Start of EXERCISE DATA

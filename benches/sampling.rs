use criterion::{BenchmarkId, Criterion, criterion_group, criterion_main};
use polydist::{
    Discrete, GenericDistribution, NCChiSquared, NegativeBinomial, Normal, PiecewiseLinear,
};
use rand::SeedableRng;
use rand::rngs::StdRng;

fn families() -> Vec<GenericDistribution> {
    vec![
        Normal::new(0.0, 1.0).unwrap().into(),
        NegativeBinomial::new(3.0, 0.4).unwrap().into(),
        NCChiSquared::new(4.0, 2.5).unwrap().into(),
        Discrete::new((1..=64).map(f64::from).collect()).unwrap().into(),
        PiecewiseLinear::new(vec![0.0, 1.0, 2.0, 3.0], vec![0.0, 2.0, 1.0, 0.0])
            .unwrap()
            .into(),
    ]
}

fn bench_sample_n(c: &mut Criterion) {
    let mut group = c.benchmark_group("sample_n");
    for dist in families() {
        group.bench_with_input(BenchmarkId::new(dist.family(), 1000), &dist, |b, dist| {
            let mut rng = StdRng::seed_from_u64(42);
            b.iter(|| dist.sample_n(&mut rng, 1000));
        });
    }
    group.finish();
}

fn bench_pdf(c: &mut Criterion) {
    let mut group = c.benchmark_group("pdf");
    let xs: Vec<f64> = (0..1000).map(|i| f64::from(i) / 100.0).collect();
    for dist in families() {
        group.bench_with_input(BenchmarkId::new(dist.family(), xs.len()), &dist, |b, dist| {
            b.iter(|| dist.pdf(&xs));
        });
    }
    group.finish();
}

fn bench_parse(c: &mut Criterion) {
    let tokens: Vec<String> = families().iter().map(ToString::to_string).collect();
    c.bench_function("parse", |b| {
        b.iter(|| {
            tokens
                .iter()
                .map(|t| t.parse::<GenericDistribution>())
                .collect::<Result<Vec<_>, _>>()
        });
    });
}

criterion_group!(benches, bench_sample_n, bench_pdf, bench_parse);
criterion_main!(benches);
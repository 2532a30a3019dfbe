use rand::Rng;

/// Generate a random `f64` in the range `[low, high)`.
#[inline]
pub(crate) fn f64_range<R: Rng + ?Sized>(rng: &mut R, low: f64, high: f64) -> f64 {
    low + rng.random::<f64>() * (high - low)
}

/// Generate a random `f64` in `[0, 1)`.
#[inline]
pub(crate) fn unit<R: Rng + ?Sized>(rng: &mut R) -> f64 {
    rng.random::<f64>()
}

End of EXERCISE DATA
Start of EXERCISE DATA

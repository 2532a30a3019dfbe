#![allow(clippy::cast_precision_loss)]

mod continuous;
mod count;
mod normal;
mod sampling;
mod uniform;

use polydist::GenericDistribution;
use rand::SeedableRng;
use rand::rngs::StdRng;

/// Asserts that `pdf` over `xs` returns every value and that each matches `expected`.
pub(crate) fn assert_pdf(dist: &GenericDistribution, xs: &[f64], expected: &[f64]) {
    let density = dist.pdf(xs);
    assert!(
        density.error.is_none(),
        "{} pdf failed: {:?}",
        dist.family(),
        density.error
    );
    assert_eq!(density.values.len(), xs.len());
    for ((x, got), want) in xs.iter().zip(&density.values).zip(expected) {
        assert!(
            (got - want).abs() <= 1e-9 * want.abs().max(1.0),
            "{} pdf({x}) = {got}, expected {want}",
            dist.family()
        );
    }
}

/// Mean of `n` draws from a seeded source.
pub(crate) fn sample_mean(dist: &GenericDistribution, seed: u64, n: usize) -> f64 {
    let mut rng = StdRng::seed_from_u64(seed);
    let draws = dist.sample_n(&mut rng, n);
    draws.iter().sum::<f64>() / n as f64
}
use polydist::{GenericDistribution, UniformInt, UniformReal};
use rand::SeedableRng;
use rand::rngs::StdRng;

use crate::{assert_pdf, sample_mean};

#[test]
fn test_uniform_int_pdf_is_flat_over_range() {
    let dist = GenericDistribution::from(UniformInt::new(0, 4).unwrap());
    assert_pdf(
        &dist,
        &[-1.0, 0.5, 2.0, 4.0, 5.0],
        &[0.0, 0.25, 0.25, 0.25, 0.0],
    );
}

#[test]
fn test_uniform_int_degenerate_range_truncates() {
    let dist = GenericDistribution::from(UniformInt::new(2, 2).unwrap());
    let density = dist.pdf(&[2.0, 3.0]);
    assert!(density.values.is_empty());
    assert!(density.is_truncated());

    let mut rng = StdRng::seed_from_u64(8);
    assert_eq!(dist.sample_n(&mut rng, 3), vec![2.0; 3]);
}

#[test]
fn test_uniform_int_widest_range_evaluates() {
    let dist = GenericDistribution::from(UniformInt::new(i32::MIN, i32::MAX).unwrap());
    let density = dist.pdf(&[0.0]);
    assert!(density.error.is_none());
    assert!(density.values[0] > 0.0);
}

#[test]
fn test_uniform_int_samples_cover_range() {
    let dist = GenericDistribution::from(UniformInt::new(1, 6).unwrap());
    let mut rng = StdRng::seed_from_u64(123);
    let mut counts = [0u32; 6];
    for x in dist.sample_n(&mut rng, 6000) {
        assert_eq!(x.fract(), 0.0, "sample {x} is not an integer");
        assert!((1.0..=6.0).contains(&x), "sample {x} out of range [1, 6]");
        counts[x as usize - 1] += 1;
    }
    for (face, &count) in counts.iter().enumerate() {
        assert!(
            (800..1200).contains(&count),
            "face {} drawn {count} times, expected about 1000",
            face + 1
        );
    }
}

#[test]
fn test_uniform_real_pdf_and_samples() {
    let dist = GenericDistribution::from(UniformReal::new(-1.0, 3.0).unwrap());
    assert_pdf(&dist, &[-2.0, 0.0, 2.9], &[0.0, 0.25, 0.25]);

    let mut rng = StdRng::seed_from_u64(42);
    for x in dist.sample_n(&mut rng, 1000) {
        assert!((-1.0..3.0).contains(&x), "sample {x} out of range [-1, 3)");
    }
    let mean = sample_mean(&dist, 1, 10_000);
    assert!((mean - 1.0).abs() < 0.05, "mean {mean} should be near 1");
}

End of EXERCISE DATA

WHAT IS EXPECTED — Copy, exactly and only, the lines above that begin with the one containing "#![allow(clippy::cast_precision_loss)]" and finish with the one containing "returns every value".

EXERCISE RESPONSE —
#![allow(clippy::cast_precision_loss)]

mod continuous;
mod count;
mod normal;
mod sampling;
mod uniform;

use polydist::GenericDistribution;
use rand::SeedableRng;
use rand::rngs::StdRng;

/// Asserts that `pdf` over `xs` returns every value and that each matches `expected`.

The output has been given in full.